OCD and JOCD cause the same symptoms. The symptoms start out mild and grow worse with time. Both problems usually start with a mild aching pain aggravated by activity. It may become swollen and tender. Eventually, there is too much pain to put full weight on that knee. These symptoms are fairly common in athletes and may also be related to other conditions such as sprains, strains, and other knee problems.

As the condition becomes worse, the area of bone that is affected may collapse. The cartilage over this dead section of bone (the lesion) may become damaged. This can cause a snapping or catching feeling as the knee joint moves across the damaged area. In some cases the dead area of bone may actually become detached from the rest of the femur, forming what is called a loose body. This loose body may float around inside of the knee joint. The knee may catch or lock if the loose body gets in the way.


Your doctor take a full medical history and you will be asked about your current symptoms and about other knee or joint problems you have had in the past. Your doctor will then examine the painful knee.Your doctor will probably order an X-ray of your knee. Most OCD lesions will show up on an X-ray of the knee. If not, yourdoctor may suggest an MRI scan.


Many cases of JOCD can be completely healed with careful management. OCD may not ever completely heal but it can be treated. There are two methods of treating JOCD, nonsurgical treatment and surgery. Surgery is usually the only effective treatment for OCD.

Nonsurgical treatments help in about half the cases of JOCD. The goal is to help the lesions heal before growth stops in the thighbone.. Nonsurgical treatment of JOCD can take from 10 to 18 months. During that time, it is crucial to stop doing everything that causes pain to the knee. This means stopping exercise and sports. It may require using crutches or wearing a cast for a couple of months. As knee symptoms ease, exercises can be started that don’t involve placing weight through your foot.

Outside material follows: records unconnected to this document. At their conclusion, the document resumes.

use async_trait::async_trait;
use chrono::{DateTime, Utc};

use crate::domain::{
    Booking, BookingStatus, ItemRef, NewBooking, PartyRole, StateFilter, UserRef,
};
use crate::errors::BookingError;
use crate::pagination::PageRequest;

/// Persistence abstraction consumed by the booking lifecycle.
///
/// Temporal predicates take `now` as a parameter so they stay deterministic
/// under test; the service passes the wall clock.
#[async_trait]
pub trait BookingRepository: Send + Sync {
    async fn find_user(&self, id: i64) -> Result<Option<UserRef>, BookingError>;
    async fn user_exists(&self, id: i64) -> Result<bool, BookingError>;
    async fn find_item(&self, id: i64) -> Result<Option<ItemRef>, BookingError>;
    async fn find_booking(&self, id: i64) -> Result<Option<Booking>, BookingError>;

    /// Insert a new booking in WAITING status; the store assigns the id.
    async fn insert_booking(&self, new: NewBooking) -> Result<Booking, BookingError>;
    async fn update_status(&self, id: i64, status: BookingStatus) -> Result<Booking, BookingError>;

    /// Bookings where `user_id` plays `role`, constrained by `filter`
    /// against `now`, ordered by start (most-recent-first; soonest-first for
    /// the future bucket) and cut to `page`.
    async fn list_by_role(
        &self,
        role: PartyRole,
        user_id: i64,
        filter: StateFilter,
        now: DateTime<Utc>,
        page: PageRequest,
    ) -> Result<Vec<Booking>, BookingError>;

    /// Most recent booking of the item whose start is at or before `now`.
    async fn last_for_item(
        &self,
        item_id: i64,
        now: DateTime<Utc>,
    ) -> Result<Option<Booking>, BookingError>;

    /// Earliest booking of the item whose start is after `now`.
    async fn next_for_item(
        &self,
        item_id: i64,
        now: DateTime<Utc>,
    ) -> Result<Option<Booking>, BookingError>;

    /// Most recent booking by `user_id` of `item_id` that ended before
    /// `now`. Gates comment permission in the item collaborator.
    async fn last_completed_by_user(
        &self,
        user_id: i64,
        item_id: i64,
        now: DateTime<Utc>,
    ) -> Result<Option<Booking>, BookingError>;
}

/// Simple in-memory mock repository for tests and doc examples
pub mod mock {
    use std::collections::HashMap;
    use std::sync::atomic::{AtomicI64, Ordering};
    use std::sync::Mutex;

    use super::*;

    #[derive(Default)]
    pub struct MockBookingRepository {
        users: Mutex<HashMap<i64, UserRef>>,
        items: Mutex<HashMap<i64, ItemRef>>,
        bookings: Mutex<Vec<Booking>>,
        next_id: AtomicI64,
    }

    impl MockBookingRepository {
        fn assign_id(&self) -> i64 {
            self.next_id.fetch_add(1, Ordering::SeqCst) + 1
        }

        pub fn add_user(&self, email: &str, name: &str) -> UserRef {
            let user = UserRef {
                id: self.assign_id(),
                email: email.to_string(),
                name: name.to_string(),
            };
            self.users.lock().unwrap().insert(user.id, user.clone());
            user
        }

        pub fn add_item(&self, owner_id: i64, name: &str, available: bool) -> ItemRef {
            let item = ItemRef {
                id: self.assign_id(),
                name: name.to_string(),
                available,
                owner_id,
                request_id: None,
            };
            self.items.lock().unwrap().insert(item.id, item.clone());
            item
        }

        fn plays_role(&self, booking: &Booking, role: PartyRole, user_id: i64) -> bool {
            match role {
                PartyRole::Booker => booking.booker_id == user_id,
                PartyRole::Owner => self
                    .items
                    .lock()
                    .unwrap()
                    .get(&booking.item_id)
                    .map(|item| item.owner_id == user_id)
                    .unwrap_or(false),
            }
        }
    }

    #[async_trait]
    impl BookingRepository for MockBookingRepository {
        async fn find_user(&self, id: i64) -> Result<Option<UserRef>, BookingError> {
            Ok(self.users.lock().unwrap().get(&id).cloned())
        }

        async fn user_exists(&self, id: i64) -> Result<bool, BookingError> {
            Ok(self.users.lock().unwrap().contains_key(&id))
        }

        async fn find_item(&self, id: i64) -> Result<Option<ItemRef>, BookingError> {
            Ok(self.items.lock().unwrap().get(&id).cloned())
        }

        async fn find_booking(&self, id: i64) -> Result<Option<Booking>, BookingError> {
            Ok(self
                .bookings
                .lock()
                .unwrap()
                .iter()
                .find(|b| b.id == id)
                .cloned())
        }

        async fn insert_booking(&self, new: NewBooking) -> Result<Booking, BookingError> {
            let booking = Booking {
                id: self.assign_id(),
                item_id: new.item_id,
                booker_id: new.booker_id,
                start: new.start,
                end: new.end,
                status: BookingStatus::Waiting,
            };
            self.bookings.lock().unwrap().push(booking.clone());
            Ok(booking)
        }

        async fn update_status(
            &self,
            id: i64,
            status: BookingStatus,
        ) -> Result<Booking, BookingError> {
            let mut bookings = self.bookings.lock().unwrap();
            let booking = bookings
                .iter_mut()
                .find(|b| b.id == id)
                .ok_or_else(|| BookingError::not_found("booking", id))?;
            booking.status = status;
            Ok(booking.clone())
        }

        async fn list_by_role(
            &self,
            role: PartyRole,
            user_id: i64,
            filter: StateFilter,
            now: DateTime<Utc>,
            page: PageRequest,
        ) -> Result<Vec<Booking>, BookingError> {
            let mut selected: Vec<Booking> = self
                .bookings
                .lock()
                .unwrap()
                .iter()
                .filter(|b| self.plays_role(b, role, user_id))
                .filter(|b| filter.matches(b, now))
                .cloned()
                .collect();
            if filter.ascending() {
                selected.sort_by_key(|b| b.start);
            } else {
                selected.sort_by_key(|b| std::cmp::Reverse(b.start));
            }
            let (page_idx, limit) = page.normalize();
            Ok(selected
                .into_iter()
                .skip((page_idx * limit) as usize)
                .take(limit as usize)
                .collect())
        }

        async fn last_for_item(
            &self,
            item_id: i64,
            now: DateTime<Utc>,
        ) -> Result<Option<Booking>, BookingError> {
            Ok(self
                .bookings
                .lock()
                .unwrap()
                .iter()
                .filter(|b| b.item_id == item_id && b.start <= now)
                .max_by_key(|b| b.start)
                .cloned())
        }

        async fn next_for_item(
            &self,
            item_id: i64,
            now: DateTime<Utc>,
        ) -> Result<Option<Booking>, BookingError> {
            Ok(self
                .bookings
                .lock()
                .unwrap()
                .iter()
                .filter(|b| b.item_id == item_id && b.start > now)
                .min_by_key(|b| b.start)
                .cloned())
        }

        async fn last_completed_by_user(
            &self,
            user_id: i64,
            item_id: i64,
            now: DateTime<Utc>,
        ) -> Result<Option<Booking>, BookingError> {
            Ok(self
                .bookings
                .lock()
                .unwrap()
                .iter()
                .filter(|b| b.booker_id == user_id && b.item_id == item_id && b.end < now)
                .max_by_key(|b| b.end)
                .cloned())
        }
    }
}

The exercises should be done carefully and should not cause any pain. Patients often work with physiotherapists.

Repeat MRI scans may be taken over the course of treatment to track how well the lesions are healing and to see if surgery is eventually needed. Even in JOCD, surgery may eventually be required. When the lesion has become so bad that it detaches totally or partially from the bone, nonsurgical treatment will not work.


If the lesion becomes totally or partially detached surgery is needed to remove the loose body or to fix it in place. In some cases your surgeon will be able to use the arthroscope to do the surgery (keyhole surgery).

Open surgery is needed when your surgeon can’t get a picture of the entire lesion, when it is unclear how the fragment would best fit into the bone, or when it would be too difficult to replace the fragment using the arthroscope. Open surgery usually requires larger incisions than arthroscopic surgery to allow the surgeon to see into the knee and perform the operation.

If the loose bone fragment is in a weight-bearing area of your bone, your surgeon will try to reattach it if at all possible. Your surgeon may use tiny metal pins or screws to hold the fragment in place. This sometimes proves difficult. The damaged fragment often doesn’t fit perfectly into the bone anymore.

Despite the difficulties, reattaching the fragment generally results in much better knee function than removing it. Your knee will not be as good as new, but a careful plan of exercise and follow-up care can help you use your knee again without pain.

If it is necessary to remove the fragment of bone and cartilage there are a number of other techniques which can be used to rebuild the damaged area. These techniques include the microfracture procedure, osteochondral grafting and autologous chondrocyte implantation where the patients own cartilage cells are grown in the lab and subsequently reimplanted into the defect.


Appropriate rehabilitation following either surgical or non surgical management is extremely important and will often be supervised by a physiotherapist.